1) Always summarize the story you just read for the author. Do this as you read. Stop every page or two and note what happened in the story so far.

You should do this for all kinds of stories, whether good or bad.

Wait, you say. The author already knows what she wrote, doesn’t she? What’s the point of summarizing?

The answer is No. The author doesn’t know what she just wrote.

You’d be amazed at how far apart what you took from the story is from what the author thought you’d take from the story. Summarizing the story for that person tells them how the story looked to you and will also clarify in your mind what is happening. Trust me. The author will be surprised at what you thought the story was about.

2) Note where you were interested, where you were confused, and where you were bored.

These are the things the author needs to know most.


And that’s it. That’s all you need to do to get yourself through to the end of the story and have a useful critique ready once you’re done.


But wait, you say.

What about tense, commas, mood and tone, theme, characterization, showing-not-telling, infodumping, in other words, all that crap I learned in 10th grade English class?

Sure that stuff matters. But pointing it out to the person you’re critiquing will not help their story. The problem is that everyone has a different idea about all those things.

I’m sure Hemingway was repeatedly told in his writing groups that he needed more descriptive words and a stronger setting. And everyone puts in a little infodump here and there. Everyone. Pointing it out every time isn’t helpful; sometimes a little infodumping is required. Everyone tells-rather-than shows sometime. Everyone uses (gasp) the occasional adverb. Deleting all adverbs from the language will not help.

Basically, most of the suggestions you will make to the author trying to be helpful will just cramp their style. This is NOT 10th grade English class. The writer is NOT being docked points for using present tense or adverbs. Leave it alone.

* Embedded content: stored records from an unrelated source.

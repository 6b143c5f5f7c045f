//! Values with uncertainty
//!
//! [`UFloat`] carries a nominal value and a standard deviation and propagates
//! errors as independent variables. [`Uncertainty`] is what an energy
//! adjustment reports: either a known standard deviation or `Unknown`, which
//! is never the same thing as a zero error.

use serde::{Deserialize, Serialize};
use std::fmt;
use std::iter::Sum;
use std::ops::{Add, AddAssign, Mul, Neg, Sub, SubAssign};

#[derive(Debug, Clone, Copy, PartialEq, Default, Serialize, Deserialize)]
pub struct UFloat {
    pub nominal: f64,
    pub std_dev: f64,
}

impl UFloat {
    pub const ZERO: UFloat = UFloat {
        nominal: 0.0,
        std_dev: 0.0,
    };

    pub fn new(nominal: f64, std_dev: f64) -> Self {
        Self {
            nominal,
            std_dev: std_dev.abs(),
        }
    }

    /// A value with no error.
    pub fn exact(nominal: f64) -> Self {
        Self::new(nominal, 0.0)
    }

    /// True only for 0 ± 0.
    pub fn is_zero(&self) -> bool {
        self.nominal == 0.0 && self.std_dev == 0.0
    }
}

impl Add for UFloat {
    type Output = UFloat;

    fn add(self, rhs: UFloat) -> UFloat {
        UFloat {
            nominal: self.nominal + rhs.nominal,
            std_dev: self.std_dev.hypot(rhs.std_dev),
        }
    }
}

impl Sub for UFloat {
    type Output = UFloat;

    fn sub(self, rhs: UFloat) -> UFloat {
        UFloat {
            nominal: self.nominal - rhs.nominal,
            std_dev: self.std_dev.hypot(rhs.std_dev),
        }
    }
}

impl Mul<f64> for UFloat {
    type Output = UFloat;

    fn mul(self, rhs: f64) -> UFloat {
        UFloat {
            nominal: self.nominal * rhs,
            std_dev: self.std_dev * rhs.abs(),
        }
    }
}

impl Neg for UFloat {
    type Output = UFloat;

    fn neg(self) -> UFloat {
        UFloat {
            nominal: -self.nominal,
            std_dev: self.std_dev,
        }
    }
}

impl AddAssign for UFloat {
    fn add_assign(&mut self, rhs: UFloat) {
        *self = *self + rhs;
    }
}

impl SubAssign for UFloat {
    fn sub_assign(&mut self, rhs: UFloat) {
        *self = *self - rhs;
    }
}

impl Sum for UFloat {
    fn sum<I: Iterator<Item = UFloat>>(iter: I) -> UFloat {
        iter.fold(UFloat::ZERO, |acc, value| acc + value)
    }
}

impl fmt::Display for UFloat {
    fn fmt(&self, f: &mut fmt::Formatter<'_>) -> fmt::Result {
        write!(f, "{:.4} ± {:.4}", self.nominal, self.std_dev)
    }
}

/// Uncertainty of an energy adjustment, in eV.
///
/// Serialized as a number, or `null` when unknown.
#[derive(Debug, Clone, Copy, PartialEq, Serialize, Deserialize)]
#[serde(from = "Option<f64>", into = "Option<f64>")]
pub enum Uncertainty {
    Known(f64),
    Unknown,
}

impl Default for Uncertainty {
    fn default() -> Self {
        Uncertainty::Known(0.0)
    }
}

impl From<Option<f64>> for Uncertainty {
    fn from(value: Option<f64>) -> Self {
        match value {
            Some(v) if v.is_finite() => Uncertainty::Known(v),
            _ => Uncertainty::Unknown,
        }
    }
}

impl From<Uncertainty> for Option<f64> {
    fn from(value: Uncertainty) -> Self {
        value.known()
    }
}

impl Uncertainty {
    /// Uncertainty for a correction computed as a [`UFloat`]: a nonzero
    /// correction with zero error means no error data was available.
    pub fn of_correction(value: UFloat) -> Self {
        if value.nominal != 0.0 && value.std_dev == 0.0 {
            Uncertainty::Unknown
        } else {
            Uncertainty::Known(value.std_dev)
        }
    }

    pub fn known(self) -> Option<f64> {
        match self {
            Uncertainty::Known(v) => Some(v),
            Uncertainty::Unknown => None,
        }
    }

    pub fn is_unknown(self) -> bool {
        matches!(self, Uncertainty::Unknown)
    }

    pub fn scale(self, factor: f64) -> Self {
        match self {
            Uncertainty::Known(v) => Uncertainty::Known(v * factor),
            Uncertainty::Unknown => Uncertainty::Unknown,
        }
    }
}

impl fmt::Display for Uncertainty {
    fn fmt(&self, f: &mut fmt::Formatter<'_>) -> fmt::Result {
        match self {
            Uncertainty::Known(v) => write!(f, "{:.3}", v),
            Uncertainty::Unknown => write!(f, "unknown"),
        }
    }
}

#[cfg(test)]
mod tests {
    use super::*;
    use approx::assert_relative_eq;

    #[test]
    fn test_independent_error_propagation() {
        let sum = UFloat::new(1.0, 0.3) + UFloat::new(-2.0, 0.4);
        assert_relative_eq!(sum.nominal, -1.0, epsilon = 1e-12);
        assert_relative_eq!(sum.std_dev, 0.5, epsilon = 1e-12);

        let diff = UFloat::new(1.0, 0.3) - UFloat::new(-2.0, 0.4);
        assert_relative_eq!(diff.nominal, 3.0, epsilon = 1e-12);
        assert_relative_eq!(diff.std_dev, 0.5, epsilon = 1e-12);
    }

    #[test]
    fn test_scaling_and_sum() {
        let scaled = UFloat::new(-0.687, 0.002) * 3.0;
        assert_relative_eq!(scaled.nominal, -2.061, epsilon = 1e-12);
        assert_relative_eq!(scaled.std_dev, 0.006, epsilon = 1e-12);

        let total: UFloat = vec![UFloat::new(1.0, 3.0), UFloat::new(1.0, 4.0), UFloat::ZERO]
            .into_iter()
            .sum();
        assert_relative_eq!(total.std_dev, 5.0, epsilon = 1e-12);
    }

    #[test]
    fn test_zero_is_exact_only_for_exact_inputs() {
        let cancelled = UFloat::exact(1.0) + UFloat::exact(-1.0);
        assert!(cancelled.is_zero());
        assert_eq!(Uncertainty::of_correction(cancelled), Uncertainty::Known(0.0));

        let noisy = UFloat::new(1.0, 0.1) + UFloat::exact(-1.0);
        assert!(!noisy.is_zero());
    }

    #[test]
    fn test_unknown_for_nonzero_without_errors() {
        assert_eq!(
            Uncertainty::of_correction(UFloat::exact(-0.7)),
            Uncertainty::Unknown
        );
        assert_eq!(
            Uncertainty::of_correction(UFloat::new(-0.7, 0.01)),
            Uncertainty::Known(0.01)
        );
    }

    #[test]
    fn test_uncertainty_serde() {
        assert_eq!(serde_json::to_string(&Uncertainty::Unknown).unwrap(), "null");
        assert_eq!(serde_json::to_string(&Uncertainty::Known(0.5)).unwrap(), "0.5");
        let parsed: Uncertainty = serde_json::from_str("null").unwrap();
        assert!(parsed.is_unknown());
    }
}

Just do 1 and 2. For terrible stories OR great stories. Either way, the best thing you can tell the author is 1) what YOU thought the story was and 2) where you got bored, where you were interested, and where you were confused.

After all, the real point of critiquing another person’s story is NOT to catch them in as many sophomoric errors as possible. They’ve heard all that stuff before, many times. The point is to encourage them to keep writing more.

Sure, what you are reading is very likely shit. But your purpose as the critiquer is not to tear apart what you’re reading. It’s to give the author enough feedback so that they can get a sense of what’s working and keep moving on. The goal is to get them to keep writing more.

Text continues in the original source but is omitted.